Al di là delle catalogazioni che variano da studioso a studioso, quel che conta ai fini del recupero del benessere emozionale è capire che qualsiasi emozione tende per sua natura alla espressione e all’azione.

Ma se inibire tale meccanismo è un andare contro la natura ‘corporea’dell’uomo, altra cosa, evidentemente, è il controllo razionale di esse che è la base dell’etica e della stessa civiltà, come Freud ha giustamente sottolineato.

L’inibizione, quella patogena, c’è quando si verifica l’incapacità totale di una persona alla espressione emozionale.

Le emozioni quindi vanno concepite come ‘forme’ specifiche d’energia biologica che regolano ed influenzano il corpo.

Se il termine ‘emozione’ connota quindi un intenso moto affettivo (piacevole o penoso) come diretta risposta ‘fisiologica’ a determinate impressioni sensibili, il termine ‘sentimento’ connota più che altro uno stato affettivo dell’animo più duraturo, più ‘elaborato’, capace di dare un ‘tono’ particolare alle nostre sensazioni e rappresentazioni mentali.

Anche i sentimenti, quindi, pur se in forma diversa hanno un impatto sul corpo.

Un sentimento persistente di odio comporterà conseguenze fisiologiche né più né meno di uno scoppio di rabbia immediato, anche se tali correlazioni avranno tempi e modi diversificati.

Naturalmente un impatto incisivo su tutte le funzioni fisiologiche lo avranno gli istinti, anch’essi dal punto di vista ‘energetico’ configurabili come ‘pulsioni’ fondamentali determinanti per la sopravvivenza dell’individuo e quindi comportanti gravi conseguenze in caso di inibizione.

L’istinto è un impulso naturale indipendente dalla riflessione tanto che nella psicanalisi viene presentato come l’insieme delle forze inconsce contro cui spesso l’uomo deve lottare per avere una vita morale o sociale.

Tale lotta fonte di ogni nevrosi comporta una necessaria ‘mediazione’ tra l’impulsività istintuale e la razionalità.

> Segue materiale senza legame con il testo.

use std::fmt;
use std::path::PathBuf;

use ib_core::CatalogError;

#[derive(Debug)]
pub enum StoreError {
    Io(PathBuf, std::io::Error),
    TomlDecode(PathBuf, toml::de::Error),
    TomlEncode(toml::ser::Error),
    Json(PathBuf, serde_json::Error),
    Catalog(CatalogError),
    InvalidData(String),
}

impl fmt::Display for StoreError {
    fn fmt(&self, f: &mut fmt::Formatter<'_>) -> fmt::Result {
        match self {
            StoreError::Io(path, e) => write!(f, "I/O error on {}: {e}", path.display()),
            StoreError::TomlDecode(path, e) => {
                write!(f, "failed to parse {}: {e}", path.display())
            }
            StoreError::TomlEncode(e) => write!(f, "failed to serialize TOML: {e}"),
            StoreError::Json(path, e) => write!(f, "failed to parse {}: {e}", path.display()),
            StoreError::Catalog(e) => write!(f, "invalid catalog: {e}"),
            StoreError::InvalidData(msg) => write!(f, "invalid data: {msg}"),
        }
    }
}

impl std::error::Error for StoreError {
    fn source(&self) -> Option<&(dyn std::error::Error + 'static)> {
        match self {
            StoreError::Io(_, e) => Some(e),
            StoreError::TomlDecode(_, e) => Some(e),
            StoreError::TomlEncode(e) => Some(e),
            StoreError::Json(_, e) => Some(e),
            StoreError::Catalog(e) => Some(e),
            StoreError::InvalidData(_) => None,
        }
    }
}

impl From<toml::ser::Error> for StoreError {
    fn from(e: toml::ser::Error) -> Self {
        StoreError::TomlEncode(e)
    }
}

impl From<CatalogError> for StoreError {
    fn from(e: CatalogError) -> Self {
        StoreError::Catalog(e)
    }
}

pub type Result<T> = std::result::Result<T, StoreError>;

Anche il semplice ‘umore’ (come ben sapeva la scuola ippocratico-galenica) comporta reazioni fisiologiche significative perché con quel termine si indica il tono affettivo di base di un individuo in relazione ad un momento specifico o ad un periodo più lungo, tanto da poter indicare l’indole della persona stessa (nella tipologia ippocratica l’individuo poteva essere per tal motivo bilioso o melanconico, sanguigno o flemmatico).

Emozioni, istinti, sentimenti, stati d’umore, insomma tutta la varia gamma e coloritura dell’affettività ha impatto sull’organismo e ciò sta a testimoniare l’esistenza di una energia biologica che circola nell’organismo e collegando corpo e mente in una inscindibile unità.

Poiché l’intelligenza è collegata alla affettività risulta altrettanto chiaro che le nostre convinzioni determinando una struttura emozionale possono spesso essere la causa profonda di alterazioni organiche .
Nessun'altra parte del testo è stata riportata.